新生 トレーナー、栄養の専門家をめざす人、すでに活躍している人が改めて知識をインプットするにはちょうどいいと思います。

ISSN-SNSの上位資格「CISSN」はすべて英語対応なので、限られた人が取得できるものです。CISSNは日本でいうと、日本スポーツ協会と日本栄養士会が公認している資格をイメージしていただければと思います。

編集部 ISSN-SNSの資格を有効活用する術というのはあるのでしょうか?

新生 日本での展開が始まったばかりなので、ISSN-SNSの資格を持って国内でどう仕事に生かすか、この資格をもってどんな仕事に就けるのかは未知数です。

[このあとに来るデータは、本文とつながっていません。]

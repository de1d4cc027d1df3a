//! WebSocket layer: upgrade handling, session loop, wire messages.
//!
//! The endpoint at `/ws` accepts one long-lived session per client. Each
//! inbound text frame is answered with exactly one JSON object.

pub mod handler;
pub mod messages;
pub mod session;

それこそ、自身の熱意、既存の資格との兼ね合い、受け入れ側の捉え方などが絡んできます。今後ISSN-SNSが日本で広がって行けば、状況は変わっていくと思います。

少なくとも、国際的な学会が認定している資格なので、世界中で通用する物といえますね。資格取得の過程でISSNのグローバルな見解を取り入れることができる。この点も非常に大きいと思います。資格取得後は、培った基礎に肉づけする継続的な情報のインプット、現場経験を積むことは当然必要になってきます。

編集部 本気でスポーツニュートリションを学びたい、成長したい人は、日本ではなかなか手に入らなかった「海外の知識」に日本語で触れられることの方が大きいですね。興味を持った方は受講、資格取得に向けて挑戦してみてください。